__DATA EXTRACTS__.

//! ATS scoring: pluggable, trait-based scorer that measures a resume against a
//! job description's keyword inventory.
//!
//! Default: `KeywordAtsScorer` (pure-Rust, deterministic, fully testable).
//! `AppState` holds an `Arc<dyn AtsScorer>`.

use std::collections::HashSet;

use async_trait::async_trait;
use serde::{Deserialize, Serialize};

use crate::ats::keywords::{tokenize, KeywordEntry};
use crate::errors::AppError;
use crate::models::resume::{Category, ResumeDocument};

// ────────────────────────────────────────────────────────────────────────────
// Output data models
// ────────────────────────────────────────────────────────────────────────────

#[derive(Debug, Clone, Copy, PartialEq, Serialize, Deserialize)]
#[serde(rename_all = "snake_case")]
pub enum ScoreStatus {
    Excellent,
    Good,
    Fair,
    Poor,
}

impl ScoreStatus {
    pub fn from_score(score: u32) -> Self {
        match score {
            90.. => ScoreStatus::Excellent,
            75..=89 => ScoreStatus::Good,
            60..=74 => ScoreStatus::Fair,
            _ => ScoreStatus::Poor,
        }
    }
}

#[derive(Debug, Clone, Copy, PartialEq, Serialize, Deserialize)]
pub struct SectionScore {
    pub score: u32, // 0 – 100
    pub status: ScoreStatus,
}

impl SectionScore {
    fn new(score: f32) -> Self {
        let score = score.round().clamp(0.0, 100.0) as u32;
        SectionScore {
            score,
            status: ScoreStatus::from_score(score),
        }
    }
}

#[derive(Debug, Clone, Serialize, Deserialize)]
pub struct SectionScores {
    pub keyword_match: SectionScore,
    pub formatting: SectionScore,
    pub experience: SectionScore,
    pub skills: SectionScore,
    pub education: SectionScore,
}

/// A JD keyword and where the resume covers it.
#[derive(Debug, Clone, Serialize, Deserialize)]
pub struct KeywordMatch {
    pub keyword: String,
    /// 1.0 when listed as a skill or technology, 0.6 when only mentioned in text.
    pub strength: f32,
}

#[derive(Debug, Clone, Serialize, Deserialize)]
pub struct AtsReport {
    pub overall_score: u32, // 0 – 100
    pub sections: SectionScores,
    pub matched_keywords: Vec<KeywordMatch>,
    pub missing_keywords: Vec<String>,
    pub recommendations: Vec<String>,
    pub scorer_backend: String,
}

// ────────────────────────────────────────────────────────────────────────────
// Trait definition
// ────────────────────────────────────────────────────────────────────────────

/// Implement this to swap ATS backends without touching the handler.
#[async_trait]
pub trait AtsScorer: Send + Sync {
    async fn analyze(
        &self,
        doc: &ResumeDocument,
        keywords: &[KeywordEntry],
    ) -> Result<AtsReport, AppError>;
}

/// Keyword-based scorer. For each JD keyword:
/// - listed skill / technology → strength 1.0
/// - mentioned anywhere else in the resume text → strength 0.6
/// - absent → missing
///
/// keyword_match = Σ(strength × weighted_score) / Σ(weighted_score) × 100
pub struct KeywordAtsScorer;

#[async_trait]
impl AtsScorer for KeywordAtsScorer {
    async fn analyze(
        &self,
        doc: &ResumeDocument,
        keywords: &[KeywordEntry],
    ) -> Result<AtsReport, AppError> {
        Ok(compute_ats_report(doc, keywords))
    }
}

// ────────────────────────────────────────────────────────────────────────────
// Core algorithm
// ────────────────────────────────────────────────────────────────────────────

const LISTED_STRENGTH: f32 = 1.0;
const MENTIONED_STRENGTH: f32 = 0.6;

// overall = Σ section × weight
const KEYWORD_WEIGHT: f32 = 0.40;
const FORMATTING_WEIGHT: f32 = 0.15;
const EXPERIENCE_WEIGHT: f32 = 0.20;
const SKILLS_WEIGHT: f32 = 0.15;
const EDUCATION_WEIGHT: f32 = 0.10;

/// Lower-cased terms a resume explicitly lists (skills, technologies).
fn listed_terms(doc: &ResumeDocument) -> HashSet<String> {
    doc.skills
        .iter()
        .flat_map(|g| g.items.iter())
        .chain(doc.projects.iter().flat_map(|p| p.technologies.iter()))
        .map(|t| t.trim().to_lowercase())
        .filter(|t| !t.is_empty())
        .collect()
}

/// All free text of the resume, lower-cased, one field per line.
fn resume_text(doc: &ResumeDocument) -> String {
    let mut text = vec![doc.summary.clone()];
    for exp in &doc.experience {
        text.push(exp.position.clone());
        text.push(exp.company.clone());
        text.extend(exp.description.iter().cloned());
    }
    for internship in &doc.internships {
        text.push(internship.position.clone());
        text.extend(internship.description.iter().cloned());
    }
    for edu in &doc.education {
        text.push(edu.degree.clone());
        text.push(edu.field.clone());
    }
    for project in &doc.projects {
        text.push(project.name.clone());
        text.push(project.description.clone());
    }
    for cert in &doc.certifications {
        text.push(cert.name.clone());
    }
    for achievement in &doc.achievements {
        text.push(achievement.title.clone());
        text.push(achievement.description.clone());
    }
    for group in &doc.skills {
        text.extend(group.items.iter().cloned());
    }

    text.join("\n").to_lowercase()
}

/// A bullet counts as quantified if it carries a number, percentage or currency.
fn is_quantified(text: &str) -> bool {
    text.chars().any(|c| c.is_ascii_digit())
        || text.contains('%')
        || text.contains('$')
        || text.contains('€')
        || text.contains('£')
}

pub fn compute_ats_report(doc: &ResumeDocument, keywords: &[KeywordEntry]) -> AtsReport {
    let listed = listed_terms(doc);
    let text = resume_text(doc);
    let mentioned: HashSet<String> = tokenize(&text).into_iter().collect();

    let mut matched_keywords = Vec::new();
    let mut missing_keywords = Vec::new();
    let mut total_weight = 0.0_f32;
    let mut covered_weight = 0.0_f32;
    let mut listed_hits = 0usize;

    for kw in keywords {
        let lower = kw.keyword.to_lowercase();
        total_weight += kw.weighted_score;

        let strength = if listed.contains(&lower) {
            listed_hits += 1;
            LISTED_STRENGTH
        } else if mentioned.contains(&lower) || (lower.contains(' ') && text.contains(&lower)) {
            MENTIONED_STRENGTH
        } else {
            0.0
        };

        covered_weight += strength * kw.weighted_score;
        if strength > 0.0 {
            matched_keywords.push(KeywordMatch {
                keyword: kw.keyword.clone(),
                strength,
            });
        } else {
            missing_keywords.push(kw.keyword.clone());
        }
    }

    let keyword_score = if total_weight > 0.0 {
        covered_weight / total_weight * 100.0
    } else {
        0.0
    };

    let bullets: Vec<&String> = doc
        .experience
        .iter()
        .flat_map(|e| e.description.iter())
        .chain(doc.internships.iter().flat_map(|i| i.description.iter()))
        .filter(|b| !b.trim().is_empty())
        .collect();
    let quantified_ratio = if bullets.is_empty() {
        0.0
    } else {
        bullets.iter().filter(|b| is_quantified(b)).count() as f32 / bullets.len() as f32
    };

    let sections = SectionScores {
        keyword_match: SectionScore::new(keyword_score),
        formatting: SectionScore::new(formatting_score(doc)),
        experience: SectionScore::new(experience_score(doc, quantified_ratio)),
        skills: SectionScore::new(skills_score(doc, listed_hits, keywords.len())),
        education: SectionScore::new(education_score(doc)),
    };

    let overall = sections.keyword_match.score as f32 * KEYWORD_WEIGHT
        + sections.formatting.score as f32 * FORMATTING_WEIGHT
        + sections.experience.score as f32 * EXPERIENCE_WEIGHT
        + sections.skills.score as f32 * SKILLS_WEIGHT
        + sections.education.score as f32 * EDUCATION_WEIGHT;

    let recommendations = build_recommendations(
        doc,
        &sections,
        &missing_keywords,
        &mentioned,
        keywords,
        quantified_ratio,
    );

    AtsReport {
        overall_score: overall.round().clamp(0.0, 100.0) as u32,
        sections,
        matched_keywords,
        missing_keywords,
        recommendations,
        scorer_backend: "keyword".to_string(),
    }
}

fn formatting_score(doc: &ResumeDocument) -> f32 {
    let info = &doc.personal_info;
    let mut score = 100.0;
    if info.full_name.trim().is_empty() {
        score -= 20.0;
    }
    if info.email.trim().is_empty() {
        score -= 15.0;
    }
    if info.phone.trim().is_empty() {
        score -= 10.0;
    }
    if info.location.trim().is_empty() {
        score -= 5.0;
    }
    if doc.summary.trim().is_empty() {
        score -= 10.0;
    }
    if doc.experience.iter().any(|e| e.description.iter().all(|b| b.trim().is_empty())) {
        score -= 10.0;
    }
    score
}

fn experience_score(doc: &ResumeDocument, quantified_ratio: f32) -> f32 {
    let entries = doc.experience.len() + doc.internships.len();
    if entries == 0 {
        // Entry-level resumes lean on projects instead.
        return match (doc.category, doc.projects.is_empty()) {
            (Some(Category::Fresher), false) => 60.0,
            _ => 30.0,
        };
    }
    let depth = entries.min(2) as f32 / 2.0;
    50.0 + 25.0 * depth + 25.0 * quantified_ratio
}

fn skills_score(doc: &ResumeDocument, listed_hits: usize, keyword_count: usize) -> f32 {
    if doc.skills.iter().all(|g| g.items.is_empty()) {
        return 20.0;
    }
    if keyword_count == 0 {
        return 40.0;
    }
    // Listing a third of the JD's keywords already reads as a full match.
    let coverage = (listed_hits as f32 / keyword_count as f32 * 3.0).min(1.0);
    40.0 + 60.0 * coverage
}

fn education_score(doc: &ResumeDocument) -> f32 {
    match doc.education.first() {
        None => 40.0,
        Some(edu) => {
            let mut score = 70.0;
            if !edu.field.trim().is_empty() {
                score += 15.0;
            }
            if !edu.end_date.trim().is_empty() {
                score += 15.0;
            }
            score
        }
    }
}

fn build_recommendations(
    doc: &ResumeDocument,
    sections: &SectionScores,
    missing: &[String],
    mentioned: &HashSet<String>,
    keywords: &[KeywordEntry],
    quantified_ratio: f32,
) -> Vec<String> {
    let mut recs = Vec::new();

    if !missing.is_empty() {
        let top: Vec<&str> = missing.iter().take(5).map(String::as_str).collect();
        recs.push(format!(
            "Add more industry-specific keywords from the job description: {}",
            top.join(", ")
        ));
    }
    if quantified_ratio < 0.5 {
        recs.push("Quantify your achievements with specific numbers and metrics".to_string());
    }
    if sections.skills.score < 75 {
        recs.push(
            "Include more relevant technical skills mentioned in the job posting".to_string(),
        );
    }
    let summary_tokens: HashSet<String> = tokenize(&doc.summary)
        .into_iter()
        .map(|t| t.to_lowercase())
        .collect();
    let summary_hits = keywords
        .iter()
        .filter(|k| summary_tokens.contains(&k.keyword.to_lowercase()))
        .count();
    if doc.summary.trim().is_empty() || (summary_hits == 0 && !keywords.is_empty()) {
        recs.push(
            "Optimize your professional summary to better match the role requirements".to_string(),
        );
    }
    if sections.formatting.score < 75 {
        recs.push("Complete your contact details so recruiters can reach you".to_string());
    }
    if mentioned.is_empty() {
        recs.push("Fill in your resume sections before running the analysis".to_string());
    }
    if recs.is_empty() {
        recs.push("Your resume is well aligned with this job description".to_string());
    }
    recs
}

__GOAL OF THE EXERCISE__.
Nothing but a number is expected: the count of lines in the data that include the word "contains".

__SOLUTION BELOW__.
7